**ABOUT THIS TASK**
Your answer must be the line holding "let prev_nanos = self.avg_callback_duration.as_nanos()" followed by every later line through the end of the entries, exactly as written.

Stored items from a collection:
┌──
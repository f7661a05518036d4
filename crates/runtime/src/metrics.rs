use std::time::Duration;

use chrono::{DateTime, Utc};
use serde::Serialize;

use crate::message::Origin;

/// Event loop operational metrics.
#[derive(Debug, Clone, Default, Serialize)]
pub struct LoopMetrics {
    /// Posted callbacks executed on the loop thread.
    pub posted_executed: u64,
    /// Timer callbacks executed on the loop thread.
    pub timer_executed: u64,
    /// Timer firings dropped because the timer was cancelled after firing.
    pub cancelled_skipped: u64,
    /// Timers armed through the facade.
    pub timers_armed: u64,
    /// Messages produced by the timer thread.
    pub timers_fired: u64,
    /// Successful cancellations.
    pub timers_cancelled: u64,
    /// Repeating-timer deadlines skipped because the loop fell behind.
    pub missed_ticks: u64,
    /// Callbacks that panicked.
    pub callback_panics: u64,
    /// Callbacks that exceeded the slow-callback threshold.
    pub slow_callbacks: u64,
    /// Batches drained from the message queue.
    pub batches: u64,
    /// Largest batch drained so far.
    pub max_batch_len: usize,
    /// Rolling mean of callback execution time.
    pub avg_callback_duration: Duration,
    /// Wall-clock time of the most recent timer firing.
    pub last_fired_at: Option<DateTime<Utc>>,
    /// Messages waiting in the queue when the snapshot was taken.
    pub pending_messages: usize,
    /// Armed timers when the snapshot was taken.
    pub armed_timers: usize,
}

impl LoopMetrics {
    /// Total callbacks executed, of either origin.
    pub fn executed(&self) -> u64 {
        self.posted_executed + self.timer_executed
    }

    /// Record a drained batch.
    pub(crate) fn record_batch(&mut self, len: usize) {
        self.batches += 1;
        self.max_batch_len = self.max_batch_len.max(len);
    }

    /// Record a callback execution.
    pub(crate) fn record_execution(&mut self, origin: Origin, duration: Duration, slow: bool) {
        match origin {
            Origin::Posted => self.posted_executed += 1,
            Origin::Timer(_) => self.timer_executed += 1,
        }
        if slow {
            self.slow_callbacks += 1;
        }

        // Incremental mean: new_avg = prev_avg + (duration - prev_avg) / count
        let count = self.executed();
        self.avg_callback_duration = if count == 1 {
            duration
        } else {
            let prev_nanos = self.avg_callback_duration.as_nanos() as f64;
            let cur_nanos = duration.as_nanos() as f64;
            let avg_nanos = prev_nanos + (cur_nanos - prev_nanos) / count as f64;
            Duration::from_nanos(avg_nanos as u64)
        };
    }

    /// Record timer firings handed to the queue.
    pub(crate) fn record_fired(&mut self, fired: usize, missed_ticks: u64) {
        self.timers_fired += fired as u64;
        self.missed_ticks += missed_ticks;
        self.last_fired_at = Some(Utc::now());
    }
}

#[cfg(test)]
mod tests {
    use super::*;

    #[test]
    fn record_single_execution() {
        let mut m = LoopMetrics::default();
        m.record_execution(Origin::Posted, Duration::from_millis(100), false);

        assert_eq!(m.posted_executed, 1);
        assert_eq!(m.timer_executed, 0);
        assert_eq!(m.avg_callback_duration, Duration::from_millis(100));
    }

    #[test]
    fn record_multiple_executions_averages() {
        let mut m = LoopMetrics::default();
        m.record_execution(Origin::Posted, Duration::from_millis(100), false);
        m.record_execution(Origin::Timer(3), Duration::from_millis(200), true);

        assert_eq!(m.executed(), 2);
        assert_eq!(m.timer_executed, 1);
        assert_eq!(m.slow_callbacks, 1);
        // Average of 100ms and 200ms = 150ms
        let avg = m.avg_callback_duration.as_millis();
        assert!((140..=160).contains(&avg), "expected ~150ms, got {}ms", avg);
    }

    #[test]
    fn record_batches_tracks_largest() {
        let mut m = LoopMetrics::default();
        m.record_batch(3);
        m.record_batch(7);
        m.record_batch(2);
        assert_eq!(m.batches, 3);
        assert_eq!(m.max_batch_len, 7);
    }

    #[test]
    fn record_fired_sets_timestamp() {
        let mut m = LoopMetrics::default();
        assert!(m.last_fired_at.is_none());
        m.record_fired(2, 1);
        assert_eq!(m.timers_fired, 2);
        assert_eq!(m.missed_ticks, 1);
        assert!(m.last_fired_at.is_some());
    }

    #[test]
    fn default_metrics() {
        let m = LoopMetrics::default();
        assert_eq!(m.executed(), 0);
        assert_eq!(m.pending_messages, 0);
        assert_eq!(m.avg_callback_duration, Duration::ZERO);
    }
}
└──
**ANSWER BOX**
            let prev_nanos = self.avg_callback_duration.as_nanos() as f64;
            let cur_nanos = duration.as_nanos() as f64;
            let avg_nanos = prev_nanos + (cur_nanos - prev_nanos) / count as f64;
            Duration::from_nanos(avg_nanos as u64)
        };
    }

    /// Record timer firings handed to the queue.
    pub(crate) fn record_fired(&mut self, fired: usize, missed_ticks: u64) {
        self.timers_fired += fired as u64;
        self.missed_ticks += missed_ticks;
        self.last_fired_at = Some(Utc::now());
    }
}

#[cfg(test)]
mod tests {
    use super::*;

    #[test]
    fn record_single_execution() {
        let mut m = LoopMetrics::default();
        m.record_execution(Origin::Posted, Duration::from_millis(100), false);

        assert_eq!(m.posted_executed, 1);
        assert_eq!(m.timer_executed, 0);
        assert_eq!(m.avg_callback_duration, Duration::from_millis(100));
    }

    #[test]
    fn record_multiple_executions_averages() {
        let mut m = LoopMetrics::default();
        m.record_execution(Origin::Posted, Duration::from_millis(100), false);
        m.record_execution(Origin::Timer(3), Duration::from_millis(200), true);

        assert_eq!(m.executed(), 2);
        assert_eq!(m.timer_executed, 1);
        assert_eq!(m.slow_callbacks, 1);
        // Average of 100ms and 200ms = 150ms
        let avg = m.avg_callback_duration.as_millis();
        assert!((140..=160).contains(&avg), "expected ~150ms, got {}ms", avg);
    }

    #[test]
    fn record_batches_tracks_largest() {
        let mut m = LoopMetrics::default();
        m.record_batch(3);
        m.record_batch(7);
        m.record_batch(2);
        assert_eq!(m.batches, 3);
        assert_eq!(m.max_batch_len, 7);
    }

    #[test]
    fn record_fired_sets_timestamp() {
        let mut m = LoopMetrics::default();
        assert!(m.last_fired_at.is_none());
        m.record_fired(2, 1);
        assert_eq!(m.timers_fired, 2);
        assert_eq!(m.missed_ticks, 1);
        assert!(m.last_fired_at.is_some());
    }

    #[test]
    fn default_metrics() {
        let m = LoopMetrics::default();
        assert_eq!(m.executed(), 0);
        assert_eq!(m.pending_messages, 0);
        assert_eq!(m.avg_callback_duration, Duration::ZERO);
    }
}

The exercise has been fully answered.